Sunday, 21 October, 2018

Security flaws put virtually all Intel, AMD devices at risk, warn researchers

Melissa Porter | 09 January, 2018, 01:00

Microsoft says your antivirus software could stop you from receiving the emergency patches issued for Windows. Computers with AMD processors are affected by Spectre, although it is significantly more hard to exploit than Meltdown.

To download Microsoft's patch on your own, you have to manually set the Windows registry key on your computer.

By now Windows users should have received the patches Microsoft released yesterday to plug the widespread Meltdown bug and its companion Spectre, which expose most computers and phones to speculative execution side-channel attacks that affect chips from Intel, AMD, and Arm.

Microsoft has warned users that its patches for the unsafe Meltdown CPU bug won't reach them if their third-party antivirus hasn't been updated to support this week's Windows security update.

"Microsoft has been working closely with antivirus software partners to ensure all customers receive the January Windows security updates as soon as possible".

Intriguingly, in AMD's response to Google Project Zero's findings, the chip maker downplayed the effects of the Meltdown and Spectre flaws on its processors. While on some discrete workloads the performance impact from the software updates may initially be higher, additional post-deployment identification, testing and improvement of the software updates should mitigate that impact.

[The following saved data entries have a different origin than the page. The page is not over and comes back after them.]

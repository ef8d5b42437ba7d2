//! Streaming configuration
//!
//! Stored as pretty JSON next to the project so tools and the runtime agree on
//! budget and cache location.

use std::io;
use std::path::{Path, PathBuf};
use std::time::Duration;

use serde::{Deserialize, Serialize};

use crate::core::{Error, Result};

/// Tunables for [`StreamingScheduler`](crate::streaming::StreamingScheduler)
#[derive(Debug, Clone, PartialEq, Serialize, Deserialize)]
#[serde(default)]
pub struct StreamingConfig {
    /// Hard cap on resident texture bytes across all streaming textures
    pub budget_bytes: u64,
    /// Background worker threads; zero means requests only drain through
    /// `process_pending`
    pub worker_count: usize,
    /// How long an idle worker sleeps before re-checking the queue
    pub idle_sleep_ms: u64,
    /// Directory holding generated mip blobs
    pub cache_dir: PathBuf,
    /// Evict least-recently-used textures when the queue head does not fit
    pub evict_under_pressure: bool,
    /// Textures touched within this many frames are never evicted for space
    pub eviction_grace_frames: u64,
}

impl Default for StreamingConfig {
    fn default() -> Self {
        Self {
            budget_bytes: 256 * 1024 * 1024,
            worker_count: 2,
            idle_sleep_ms: 2,
            cache_dir: PathBuf::from("cache/mips"),
            evict_under_pressure: true,
            eviction_grace_frames: 2,
        }
    }
}

impl StreamingConfig {
    /// Default configuration with a different budget
    pub fn with_budget(budget_bytes: u64) -> Self {
        Self {
            budget_bytes,
            ..Default::default()
        }
    }

    pub fn idle_sleep(&self) -> Duration {
        Duration::from_millis(self.idle_sleep_ms)
    }

    /// Reject settings the scheduler cannot run with
    pub fn validate(&self) -> Result<()> {
        if self.budget_bytes == 0 {
            return Err(Error::Config("budget_bytes must be greater than zero".into()));
        }
        if self.idle_sleep_ms == 0 {
            return Err(Error::Config("idle_sleep_ms must be greater than zero".into()));
        }
        Ok(())
    }

    /// Save to file (sync)
    pub fn save_sync(&self, path: &Path) -> Result<()> {
        let json = serde_json::to_string_pretty(self)
            .map_err(|e| io::Error::new(io::ErrorKind::Other, e))?;

        if let Some(parent) = path.parent() {
            std::fs::create_dir_all(parent)?;
        }

        std::fs::write(path, json)?;
        Ok(())
    }

    /// Load from file (sync); missing fields take their defaults
    pub fn load_sync(path: &Path) -> Result<Self> {
        let json = std::fs::read_to_string(path)?;
        let config: Self = serde_json::from_str(&json)
            .map_err(|e| io::Error::new(io::ErrorKind::InvalidData, e.to_string()))?;
        config.validate()?;
        Ok(config)
    }
}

The Windows 10 flavor of the patch (KB4056892) is also causing bootup problems for some users with AMD-based systems. Customers with these platforms can install Microsoft Security Essentials.

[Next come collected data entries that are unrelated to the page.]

//! Graphics-context abstraction consumed by streaming textures
//!
//! The streaming code never talks to a device directly. It records layout
//! transitions and buffer-to-image copies into a single-time command, creates
//! views and samplers over a mip range, and hands replaced objects back for
//! frame-fenced destruction.

use std::ops::Range;

use crate::core::{PixelFormat, Result};

/// Layout of one mip level of an image
#[derive(Clone, Copy, Debug, Default, PartialEq, Eq)]
pub enum ImageLayout {
    #[default]
    Undefined,
    /// Writable by transfer commands
    TransferDst,
    /// Readable by shaders
    ShaderReadOnly,
}

/// Parameters for allocating a streaming image
#[derive(Clone, Debug)]
pub struct ImageDesc {
    pub label: String,
    pub width: u32,
    pub height: u32,
    /// Full chain length; storage for every level is addressable
    pub mip_levels: u32,
    pub format: PixelFormat,
}

/// Destination of a buffer-to-image copy: one whole mip level
#[derive(Clone, Copy, Debug, PartialEq, Eq)]
pub struct MipRegion {
    pub mip_level: u32,
    pub width: u32,
    pub height: u32,
}

/// Commands recorded inside [`GpuBackend::submit_single_time_command`]
pub trait CommandRecorder<I> {
    /// Transition a single mip level to `layout`
    fn transition_mip_layout(&mut self, image: &I, layout: ImageLayout, mip_level: u32);

    /// Copy tightly packed texel rows into `region`
    fn copy_buffer_to_image_region(&mut self, image: &I, region: MipRegion, data: &[u8]);
}

/// GPU object handed to [`GpuBackend::defer_disposal`]
pub enum Retired<B: GpuBackend + ?Sized> {
    View(B::View),
    Sampler(B::Sampler),
    /// Backing storage of evicted levels; the image itself stays alive
    MipLevels { image: B::Image, levels: Range<u32> },
    Image(B::Image),
}

impl<B: GpuBackend + ?Sized> std::fmt::Debug for Retired<B> {
    fn fmt(&self, f: &mut std::fmt::Formatter<'_>) -> std::fmt::Result {
        match self {
            Self::View(_) => f.write_str("Retired::View"),
            Self::Sampler(_) => f.write_str("Retired::Sampler"),
            Self::MipLevels { levels, .. } => write!(f, "Retired::MipLevels({levels:?})"),
            Self::Image(_) => f.write_str("Retired::Image"),
        }
    }
}

/// Device operations required by the streaming subsystem
///
/// Implementations must be callable from worker threads. Handles are cheap
/// clones (reference counted) so the render thread can hold them for a frame.
pub trait GpuBackend: Send + Sync + 'static {
    type Image: Clone + Send + Sync + 'static;
    type View: Clone + Send + Sync + 'static;
    type Sampler: Clone + Send + Sync + 'static;

    /// Allocate an image with room for the whole mip chain
    fn create_image(&self, desc: &ImageDesc) -> Result<Self::Image>;

    /// Record commands, submit them, and block until the GPU finished them
    ///
    /// On error nothing recorded may have become visible to shaders.
    fn submit_single_time_command<F>(&self, record: F) -> Result<()>
    where
        F: FnOnce(&mut dyn CommandRecorder<Self::Image>);

    /// View over mips `base_mip..base_mip + mip_count`
    fn create_image_view(
        &self,
        image: &Self::Image,
        base_mip: u32,
        mip_count: u32,
    ) -> Result<Self::View>;

    /// Linear sampler clamped to LODs `0.0..=max_lod`
    fn create_sampler(&self, max_lod: f32) -> Result<Self::Sampler>;

    /// Destroy `resource` once every frame that could reference it has retired
    fn defer_disposal(&self, resource: Retired<Self>);
}
impl<B: GpuBackend> StreamingScheduler<B> {
    /// Validate `config` and start `config.worker_count` worker threads
    pub fn new(config: StreamingConfig, store: Arc<MipStore>) -> Result<Self> {
        config.validate()?;

        let shared = Arc::new(Shared {
            state: Mutex::new(State {
                queue: StreamQueue::new(),
                tracker: BudgetTracker::new(config.budget_bytes),
                registry: HashMap::new(),
                in_flight: HashSet::new(),
                parked: HashMap::new(),
                frame: 0,
                counters: Counters::default(),
                shutdown: false,
            }),
            work_ready: Condvar::new(),
            idle: Condvar::new(),
            store,
            config,
            on_failure: RwLock::new(None),
        });

        let mut workers = Vec::with_capacity(shared.config.worker_count);
        for index in 0..shared.config.worker_count {
            let worker_shared = Arc::clone(&shared);
            let handle = std::thread::Builder::new()
                .name(format!("texstream-worker-{}", index))
                .spawn(move || worker_shared.worker_loop())?;
            workers.push(handle);
        }

        log::info!(
            "Texture streaming started: {} workers, budget {:.1} MB",
            workers.len(),
            shared.config.budget_bytes as f64 / (1024.0 * 1024.0)
        );
        Ok(Self { shared, workers })
    }

    pub fn config(&self) -> &StreamingConfig {
        &self.shared.config
    }

    pub fn store(&self) -> &Arc<MipStore> {
        &self.shared.store
    }

    /// Start tracking a texture's resident bytes without requesting anything
    pub fn register(&self, texture: &Arc<StreamingTexture<B>>) -> Result<()> {
        if texture.is_disposed() {
            return Err(Error::StaleRequest(texture.id()));
        }
        let mut state = self.shared.state.lock();
        Self::track_locked(&mut state, texture);
        Ok(())
    }

    /// Ask for `texture` to reach `target` resident levels
    ///
    /// Non-blocking. `target` must lie in `1..=total_mip_levels`.
    pub fn request_stream(
        &self,
        texture: &Arc<StreamingTexture<B>>,
        target: u32,
        priority: f32,
    ) -> Result<RequestOutcome> {
        let id = texture.id();
        let total = texture.total_mip_levels();
        if target < 1 || target > total {
            return Err(Error::Range { requested: target, min: 1, max: total });
        }
        if texture.is_disposed() {
            return Err(Error::StaleRequest(id));
        }

        let mut state = self.shared.state.lock();
        Self::track_locked(&mut state, texture);
        let frame = state.frame;
        state.tracker.touch(id, frame);

        if target <= texture.resident_mip_count() {
            return Ok(RequestOutcome::AlreadyResident);
        }

        let request = StreamRequest { texture: id, target, priority };
        if state.in_flight.contains(&id) {
            state
                .parked
                .entry(id)
                .and_modify(|parked| {
                    parked.target = parked.target.max(target);
                    parked.priority = priority;
                })
                .or_insert(request);
            log::trace!("{}: job in flight, parked request for {} mips", id, target);
            return Ok(RequestOutcome::Parked);
        }

        let created = state.queue.push(request);
        drop(state);
        self.shared.work_ready.notify_one();

        Ok(if created { RequestOutcome::Queued } else { RequestOutcome::Coalesced })
    }

    /// Replace priorities of queued and parked requests
    ///
    /// Rebuilds the whole queue: O(n) in the number of queued textures per
    /// call. Suitable for queues in the low hundreds; callers with larger
    /// queues should send only the priorities that changed, and not every
    /// frame. Returns how many queued requests were updated.
    pub fn update_priorities(&self, updates: &[(TextureId, f32)]) -> usize {
        let mut state = self.shared.state.lock();
        for &(id, priority) in updates {
            if let Some(parked) = state.parked.get_mut(&id) {
                parked.priority = priority;
            }
        }
        let changed = state.queue.update_priorities(updates);
        drop(state);
        self.shared.work_ready.notify_all();
        changed
    }

    /// Untrack and dispose `texture` immediately, dropping its requests
    ///
    /// Returns the bytes that were charged to it. A job already running for
    /// the texture finishes against a disposed texture and is discarded.
    pub fn evict_texture(&self, texture: &Arc<StreamingTexture<B>>) -> Result<u64> {
        let id = texture.id();
        let freed = {
            let mut state = self.shared.state.lock();
            state.registry.remove(&id);
            state.queue.remove(id);
            state.parked.remove(&id);
            state.tracker.untrack(id).unwrap_or(0)
        };
        self.shared.work_ready.notify_all();
        self.shared.idle.notify_all();

        texture.dispose()?;
        log::debug!("{}: evicted from streaming ({} bytes)", id, freed);
        Ok(freed)
    }

    /// Shrink `texture` to `target` resident levels through the scheduler
    ///
    /// Returns the bytes released. Returns 0 without changes while a job is
    /// running for the texture. Failures go to the caller, not the failure
    /// callback.
    pub fn demote(&self, texture: &Arc<StreamingTexture<B>>, target: u32) -> Result<u64> {
        let id = texture.id();
        let total = texture.total_mip_levels();
        if target < 1 || target > total {
            return Err(Error::Range { requested: target, min: 1, max: total });
        }
        if texture.is_disposed() {
            return Err(Error::StaleRequest(id));
        }
        {
            let mut state = self.shared.state.lock();
            if state.in_flight.contains(&id) {
                log::debug!("{}: demote refused, job in flight", id);
                return Ok(0);
            }
            Self::track_locked(&mut state, texture);
            state.in_flight.insert(id);
        }
        self.shared.run_evict(texture, target)
    }

    /// Mark a texture as used this frame (LRU order)
    pub fn touch(&self, id: TextureId) {
        let mut state = self.shared.state.lock();
        let frame = state.frame;
        state.tracker.touch(id, frame);
    }

    /// Advance the LRU clock and forget textures that were dropped or disposed
    /// outside the scheduler
    pub fn begin_frame(&self) -> u64 {
        let mut state = self.shared.state.lock();
        state.frame += 1;

        let dead: Vec<TextureId> = state
            .registry
            .iter()
            .filter(|(id, weak)| {
                !state.in_flight.contains(*id)
                    && weak.upgrade().is_none_or(|texture| texture.is_disposed())
            })
            .map(|(&id, _)| id)
            .collect();

        for id in &dead {
            Shared::forget_locked(&mut state, *id);
        }
        let frame = state.frame;
        drop(state);

        if !dead.is_empty() {
            log::debug!("Swept {} dropped streaming textures", dead.len());
            self.shared.work_ready.notify_all();
            self.shared.idle.notify_all();
        }
        frame
    }

    /// Run up to `max_jobs` jobs on the calling thread; returns how many ran
    pub fn process_pending(&self, max_jobs: usize) -> usize {
        let mut ran = 0;
        while ran < max_jobs {
            let job = {
                let mut state = self.shared.state.lock();
                self.shared.next_job(&mut state)
            };
            match job {
                Some(job) => {
                    self.shared.run(job);
                    ran += 1;
                }
                None => break,
            }
        }
        ran
    }

    /// Block until the queue is empty and no job is running
    ///
    /// Returns false on timeout, e.g. when the head request cannot fit.
    pub fn wait_idle(&self, timeout: Duration) -> bool {
        let deadline = Instant::now() + timeout;
        let mut state = self.shared.state.lock();
        loop {
            if state.queue.is_empty() && state.in_flight.is_empty() {
                return true;
            }
            if self.shared.idle.wait_until(&mut state, deadline).timed_out() {
                return state.queue.is_empty() && state.in_flight.is_empty();
            }
        }
    }

    pub fn set_failure_callback<F>(&self, callback: F)
    where
        F: Fn(TextureId, &Error) + Send + Sync + 'static,
    {
        *self.shared.on_failure.write() = Some(Arc::new(callback));
    }

    pub fn clear_failure_callback(&self) {
        *self.shared.on_failure.write() = None;
    }

    pub fn stats(&self) -> StreamingStats {
        let state = self.shared.state.lock();
        let c = &state.counters;
        StreamingStats {
            queued: state.queue.len(),
            in_flight: state.in_flight.len(),
            tracked: state.tracker.tracked_count(),
            used_bytes: state.tracker.used_bytes(),
            budget_bytes: state.tracker.budget_bytes(),
            pressure: state.tracker.pressure(),
            promotions: c.promotions,
            evictions: c.evictions,
            stale_dropped: c.stale_dropped,
            over_budget: c.over_budget,
            asset_failures: c.asset_failures,
            device_failures: c.device_failures,
            bytes_streamed: c.bytes_streamed,
            bytes_evicted: c.bytes_evicted,
        }
    }

    pub fn used_bytes(&self) -> u64 {
        self.shared.state.lock().tracker.used_bytes()
    }

    pub fn budget_bytes(&self) -> u64 {
        self.shared.config.budget_bytes
    }

    pub fn queue_len(&self) -> usize {
        self.shared.state.lock().queue.len()
    }

    pub fn is_in_flight(&self, id: TextureId) -> bool {
        self.shared.state.lock().in_flight.contains(&id)
    }

    fn track_locked(state: &mut State<B>, texture: &Arc<StreamingTexture<B>>) {
        let id = texture.id();
        state.registry.entry(id).or_insert_with(|| Arc::downgrade(texture));
        if state.tracker.track(id, texture.footprint_bytes(), texture.baseline_bytes()) {
            log::trace!("{}: tracking {} bytes", id, texture.footprint_bytes());
        }
    }
}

AMD's CPUs may have been immune to Meltdown and Spectre, but it turns out they are not immune to Microsoft's patch for the same. The "frustrated" user, for example, reports that beyond that laptop, one desktop with a different AMD chip and three laptops with Intel chips have successfully updated.

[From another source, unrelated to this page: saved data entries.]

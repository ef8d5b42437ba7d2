//! CPU-side GPU backend
//!
//! Keeps image storage in host memory and tracks every view and sampler it
//! hands out, so tools and tests can run the streaming system without a
//! device, inject device failures, and drive the frame fence by hand.

use std::collections::{HashMap, HashSet, VecDeque};
use std::sync::atomic::{AtomicU64, Ordering};

use parking_lot::Mutex;

use crate::core::{DeviceFailure, Error, Result};
use crate::render::disposal::{DeferredDisposal, FrameFence};
use crate::render::gpu::{CommandRecorder, GpuBackend, ImageDesc, ImageLayout, MipRegion, Retired};

/// Image handle
#[derive(Clone, Copy, Debug, PartialEq, Eq, Hash)]
pub struct HeadlessImage(u64);

/// View handle over a mip range
#[derive(Clone, Copy, Debug, PartialEq, Eq, Hash)]
pub struct HeadlessView {
    pub id: u64,
    pub image: HeadlessImage,
    pub base_mip: u32,
    pub mip_count: u32,
}

/// Sampler handle
#[derive(Clone, Copy, Debug, PartialEq)]
pub struct HeadlessSampler {
    pub id: u64,
    pub max_lod: f32,
}

struct ImageStorage {
    desc: ImageDesc,
    mips: Vec<Option<Vec<u8>>>,
    layouts: Vec<ImageLayout>,
}

impl ImageStorage {
    fn resident_bytes(&self) -> u64 {
        self.mips.iter().flatten().map(|m| m.len() as u64).sum()
    }
}

enum Op {
    Transition { image: HeadlessImage, layout: ImageLayout, mip_level: u32 },
    Copy { image: HeadlessImage, region: MipRegion, data: Vec<u8> },
}

#[derive(Default)]
struct Recorder {
    ops: Vec<Op>,
}

impl CommandRecorder<HeadlessImage> for Recorder {
    fn transition_mip_layout(
        &mut self,
        image: &HeadlessImage,
        layout: ImageLayout,
        mip_level: u32,
    ) {
        self.ops.push(Op::Transition { image: *image, layout, mip_level });
    }

    fn copy_buffer_to_image_region(
        &mut self,
        image: &HeadlessImage,
        region: MipRegion,
        data: &[u8],
    ) {
        self.ops.push(Op::Copy { image: *image, region, data: data.to_vec() });
    }
}

#[derive(Default)]
struct Faults {
    submit: VecDeque<DeviceFailure>,
    view: VecDeque<DeviceFailure>,
    image: VecDeque<DeviceFailure>,
}

#[derive(Default)]
struct DeviceState {
    images: HashMap<HeadlessImage, ImageStorage>,
    live_views: HashMap<u64, HeadlessView>,
    destroyed_views: HashSet<u64>,
    live_samplers: HashSet<u64>,
    submissions: u64,
    faults: Faults,
}

/// Host-memory implementation of [`GpuBackend`]
pub struct HeadlessBackend {
    state: Mutex<DeviceState>,
    fence: FrameFence,
    disposal: DeferredDisposal<Retired<HeadlessBackend>>,
    next_handle: AtomicU64,
}

impl HeadlessBackend {
    pub fn new() -> Self {
        Self {
            state: Mutex::new(DeviceState::default()),
            fence: FrameFence::new(),
            disposal: DeferredDisposal::new(),
            next_handle: AtomicU64::new(1),
        }
    }

    fn handle(&self) -> u64 {
        self.next_handle.fetch_add(1, Ordering::Relaxed)
    }

    // --- Fault injection ---

    /// Make the next single-time submission fail with `failure`
    pub fn fail_next_submit(&self, failure: DeviceFailure) {
        self.state.lock().faults.submit.push_back(failure);
    }

    /// Make the next view creation fail with `failure`
    pub fn fail_next_view(&self, failure: DeviceFailure) {
        self.state.lock().faults.view.push_back(failure);
    }

    /// Make the next image allocation fail with `failure`
    pub fn fail_next_image(&self, failure: DeviceFailure) {
        self.state.lock().faults.image.push_back(failure);
    }

    // --- Frame control ---

    /// Begin recording a frame; returns its index
    pub fn begin_frame(&self) -> u64 {
        self.fence.begin_frame()
    }

    /// Signal that `frame` finished on the "GPU" and release what it protected
    pub fn complete_frame(&self, frame: u64) -> usize {
        self.fence.complete_frame(frame);
        self.collect_garbage()
    }

    /// Destroy every deferred object whose frames have completed
    pub fn collect_garbage(&self) -> usize {
        let retired = self.disposal.collect(self.fence.completed_frame());
        let count = retired.len();
        if count > 0 {
            let mut state = self.state.lock();
            for resource in retired {
                Self::destroy(&mut state, resource);
            }
        }
        count
    }

    fn destroy(state: &mut DeviceState, resource: Retired<HeadlessBackend>) {
        match resource {
            Retired::View(view) => {
                state.live_views.remove(&view.id);
                state.destroyed_views.insert(view.id);
            }
            Retired::Sampler(sampler) => {
                state.live_samplers.remove(&sampler.id);
            }
            Retired::MipLevels { image, levels } => {
                if let Some(storage) = state.images.get_mut(&image) {
                    for level in levels {
                        if let Some(mip) = storage.mips.get_mut(level as usize) {
                            *mip = None;
                        }
                        if let Some(layout) = storage.layouts.get_mut(level as usize) {
                            *layout = ImageLayout::Undefined;
                        }
                    }
                }
            }
            Retired::Image(image) => {
                state.images.remove(&image);
            }
        }
    }

    /// The fence driving deferred disposal
    pub fn fence(&self) -> &FrameFence {
        &self.fence
    }

    // --- Inspection ---

    /// Whether `view` can still be bound safely
    pub fn is_view_live(&self, view: &HeadlessView) -> bool {
        self.state.lock().live_views.contains_key(&view.id)
    }

    /// Whether `view` has been destroyed
    pub fn is_view_destroyed(&self, view: &HeadlessView) -> bool {
        self.state.lock().destroyed_views.contains(&view.id)
    }

    pub fn live_view_count(&self) -> usize {
        self.state.lock().live_views.len()
    }

    pub fn live_sampler_count(&self) -> usize {
        self.state.lock().live_samplers.len()
    }

    pub fn image_count(&self) -> usize {
        self.state.lock().images.len()
    }

    /// Objects waiting on the fence
    pub fn pending_disposals(&self) -> usize {
        self.disposal.pending_count()
    }

    /// Completed single-time submissions
    pub fn submission_count(&self) -> u64 {
        self.state.lock().submissions
    }

    /// Texel bytes of one level, if allocated
    pub fn mip_contents(&self, image: &HeadlessImage, level: u32) -> Option<Vec<u8>> {
        let state = self.state.lock();
        state.images.get(image)?.mips.get(level as usize)?.clone()
    }

    pub fn mip_layout(&self, image: &HeadlessImage, level: u32) -> Option<ImageLayout> {
        let state = self.state.lock();
        state.images.get(image)?.layouts.get(level as usize).copied()
    }

    /// Bytes of level storage currently allocated for `image`
    pub fn image_resident_bytes(&self, image: &HeadlessImage) -> u64 {
        self.state
            .lock()
            .images
            .get(image)
            .map(ImageStorage::resident_bytes)
            .unwrap_or(0)
    }

    /// Bytes of level storage allocated across all images
    pub fn resident_bytes(&self) -> u64 {
        self.state.lock().images.values().map(ImageStorage::resident_bytes).sum()
    }
}

impl Default for HeadlessBackend {
    fn default() -> Self {
        Self::new()
    }
}

impl GpuBackend for HeadlessBackend {
    type Image = HeadlessImage;
    type View = HeadlessView;
    type Sampler = HeadlessSampler;

    fn create_image(&self, desc: &ImageDesc) -> Result<Self::Image> {
        let mut state = self.state.lock();
        if let Some(failure) = state.faults.image.pop_front() {
            return Err(failure.into());
        }
        let image = HeadlessImage(self.handle());
        let levels = desc.mip_levels as usize;
        state.images.insert(image, ImageStorage {
            desc: desc.clone(),
            mips: vec![None; levels],
            layouts: vec![ImageLayout::Undefined; levels],
        });
        log::trace!("headless: created image {:?} '{}' ({} mips)", image, desc.label, levels);
        Ok(image)
    }

    fn submit_single_time_command<F>(&self, record: F) -> Result<()>
    where
        F: FnOnce(&mut dyn CommandRecorder<Self::Image>),
    {
        let mut recorder = Recorder::default();
        record(&mut recorder);

        let mut state = self.state.lock();
        if let Some(failure) = state.faults.submit.pop_front() {
            return Err(failure.into());
        }

        // Validate the whole batch against a scratch copy of the layouts
        // before touching storage
        let mut layouts: HashMap<(HeadlessImage, u32), ImageLayout> = HashMap::new();
        for op in &recorder.ops {
            let (image, level) = match op {
                Op::Transition { image, mip_level, .. } => (*image, *mip_level),
                Op::Copy { image, region, .. } => (*image, region.mip_level),
            };
            let storage = state.images.get(&image).ok_or_else(|| {
                Error::Device(DeviceFailure::Other(format!("unknown image {image:?}")))
            })?;
            if level >= storage.desc.mip_levels {
                return Err(DeviceFailure::Other(format!("mip {level} out of bounds")).into());
            }
            let current = layouts
                .get(&(image, level))
                .copied()
                .unwrap_or(storage.layouts[level as usize]);
            match op {
                Op::Transition { layout, .. } => {
                    layouts.insert((image, level), *layout);
                }
                Op::Copy { region, data, .. } => {
                    let expected = region.width as usize
                        * region.height as usize
                        * storage.desc.format.bytes_per_pixel() as usize;
                    if data.len() != expected {
                        return Err(DeviceFailure::Other(format!(
                            "copy of {} bytes into a {} byte region",
                            data.len(),
                            expected
                        ))
                        .into());
                    }
                    if current != ImageLayout::TransferDst {
                        return Err(DeviceFailure::Other(format!(
                            "mip {level} is not in TransferDst layout"
                        ))
                        .into());
                    }
                }
            }
        }

        for ((image, level), layout) in layouts {
            if let Some(storage) = state.images.get_mut(&image) {
                storage.layouts[level as usize] = layout;
            }
        }
        for op in recorder.ops {
            if let Op::Copy { image, region, data } = op {
                if let Some(storage) = state.images.get_mut(&image) {
                    storage.mips[region.mip_level as usize] = Some(data);
                }
            }
        }
        state.submissions += 1;
        Ok(())
    }

    fn create_image_view(
        &self,
        image: &Self::Image,
        base_mip: u32,
        mip_count: u32,
    ) -> Result<Self::View> {
        let mut state = self.state.lock();
        if let Some(failure) = state.faults.view.pop_front() {
            return Err(failure.into());
        }
        let levels = state
            .images
            .get(image)
            .map(|s| s.desc.mip_levels)
            .ok_or_else(|| DeviceFailure::Other(format!("unknown image {image:?}")))?;
        if mip_count == 0 || base_mip + mip_count > levels {
            return Err(DeviceFailure::Other(format!(
                "view {}..{} exceeds {} mips",
                base_mip,
                base_mip + mip_count,
                levels
            ))
            .into());
        }
        let view = HeadlessView {
            id: self.handle(),
            image: *image,
            base_mip,
            mip_count,
        };
        state.live_views.insert(view.id, view);
        Ok(view)
    }

    fn create_sampler(&self, max_lod: f32) -> Result<Self::Sampler> {
        let sampler = HeadlessSampler { id: self.handle(), max_lod };
        self.state.lock().live_samplers.insert(sampler.id);
        Ok(sampler)
    }

    fn defer_disposal(&self, resource: Retired<Self>) {
        log::trace!("headless: deferring {:?} past frame {}", resource, self.fence.current_frame());
        self.disposal.defer(resource, &self.fence);
    }
}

Apple announced on Friday that it is about to release a patch for its Safari web browser on iPhone, iPad and Mac.

"Intel is committed to the industry best practice of responsible disclosure of potential security issues, which is why Intel and other vendors had planned to disclose this issue next week when more software and firmware updates will be available".

Most unpatched PCs and servers are susceptible to hackers exploiting the Meltdown and Spectre vulnerabilities to extract sensitive information such as passwords, although Microsoft says it is unaware of the flaws being used in attacks to date.